[Collected data entries]
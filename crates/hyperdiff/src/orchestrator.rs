//! Glue between the host migration pipeline and the feature differs.
//!
//! [`FeatureDiffer`] turns two snapshots into feature operations and splices
//! them into the host's operation list. [`emit`] later renders that list into
//! a [`StatementSink`], leaving host operations to the host.

use crate::defaults::FeatureDefaults;
use crate::diff::{diff_continuous_aggregates, diff_hypertables, diff_reorder_policies};
use crate::extract;
use crate::generate::{GenerateOptions, generate};
use crate::operation::{
    FeatureOperation, HostOperationKind, HypertableOperation, MigrationOperation,
};
use crate::snapshot::SchemaSnapshot;
use crate::Result;

/// Runs every feature differ over a pair of snapshots.
#[derive(Debug, Clone, Default)]
pub struct FeatureDiffer {
    defaults: FeatureDefaults,
}

impl FeatureDiffer {
    pub fn new(defaults: FeatureDefaults) -> Self {
        Self { defaults }
    }

    pub fn defaults(&self) -> &FeatureDefaults {
        &self.defaults
    }

    /// All feature operations moving `source` to `target`.
    ///
    /// Hypertables come first, then reorder policies, then continuous
    /// aggregates. Either snapshot may be absent.
    pub fn diff(
        &self,
        source: Option<&SchemaSnapshot>,
        target: Option<&SchemaSnapshot>,
    ) -> Result<Vec<FeatureOperation>> {
        let span = tracing::debug_span!("feature_diff");
        let _guard = span.enter();

        let mut ops: Vec<FeatureOperation> = Vec::new();

        let hypertables = diff_hypertables(
            &extract::hypertables(source)?,
            &extract::hypertables(target)?,
        );
        ops.extend(hypertables.into_iter().map(Into::into));

        let reorder = diff_reorder_policies(
            &extract::reorder_policies(source, &self.defaults)?,
            &extract::reorder_policies(target, &self.defaults)?,
        );
        ops.extend(reorder.into_iter().map(Into::into));

        let aggregates = diff_continuous_aggregates(
            &extract::continuous_aggregates(source, &self.defaults)?,
            &extract::continuous_aggregates(target, &self.defaults)?,
        );
        ops.extend(aggregates.into_iter().map(Into::into));

        tracing::debug!(operations = ops.len(), "feature diff complete");
        Ok(ops)
    }

    /// Diff and splice the result into the host's operation list.
    pub fn diff_into(
        &self,
        source: Option<&SchemaSnapshot>,
        target: Option<&SchemaSnapshot>,
        operations: &mut Vec<MigrationOperation>,
    ) -> Result<()> {
        let features = self.diff(source, target)?;
        merge_into(operations, features);
        Ok(())
    }
}

/// Splice feature operations into the host's list.
///
/// A hypertable creation lands right after the host operation that creates
/// its table, so the table exists when `create_hypertable` runs. Without such
/// an operation it is appended, like every other feature operation.
pub fn merge_into(operations: &mut Vec<MigrationOperation>, features: Vec<FeatureOperation>) {
    for op in features {
        let position = match &op {
            FeatureOperation::Hypertable(HypertableOperation::Create(h)) => {
                operations.iter().position(|existing| {
                    matches!(
                        existing,
                        MigrationOperation::Host(host)
                            if host.kind == HostOperationKind::CreateTable
                                && host.table == h.table_name
                                && host.schema.as_deref().is_none_or(|s| s == h.schema)
                    )
                })
            }
            _ => None,
        };
        match position {
            Some(index) => operations.insert(index + 1, MigrationOperation::Feature(op)),
            None => operations.push(MigrationOperation::Feature(op)),
        }
    }
}

/// Receives generated statements in execution order.
///
/// Transactions and batching are up to the implementor.
pub trait StatementSink {
    fn push_statements(&mut self, statements: Vec<String>);
}

impl StatementSink for Vec<String> {
    fn push_statements(&mut self, statements: Vec<String>) {
        self.extend(statements);
    }
}

/// Generate SQL for every feature operation, in list order.
pub fn emit(
    operations: &[MigrationOperation],
    opts: &GenerateOptions,
    sink: &mut impl StatementSink,
) -> Result<()> {
    for op in operations {
        if let MigrationOperation::Feature(feature) = op {
            sink.push_statements(generate(feature, opts)?);
        }
    }
    Ok(())
}

/// Render feature operations as one reviewable script.
pub fn to_sql_script(operations: &[MigrationOperation], opts: &GenerateOptions) -> Result<String> {
    let mut sql = String::new();
    for op in operations {
        let MigrationOperation::Feature(feature) = op else {
            continue;
        };
        sql.push_str(&format!("-- {}\n", feature));
        for statement in generate(feature, opts)? {
            sql.push_str(&statement);
            sql.push('\n');
        }
        sql.push('\n');
    }
    Ok(sql)
}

**Problem statement**
Find all the lines with "opts" in the data and copy them.

**Solution**
    opts: &GenerateOptions,
            sink.push_statements(generate(feature, opts)?);
pub fn to_sql_script(operations: &[MigrationOperation], opts: &GenerateOptions) -> Result<String> {
        for statement in generate(feature, opts)? {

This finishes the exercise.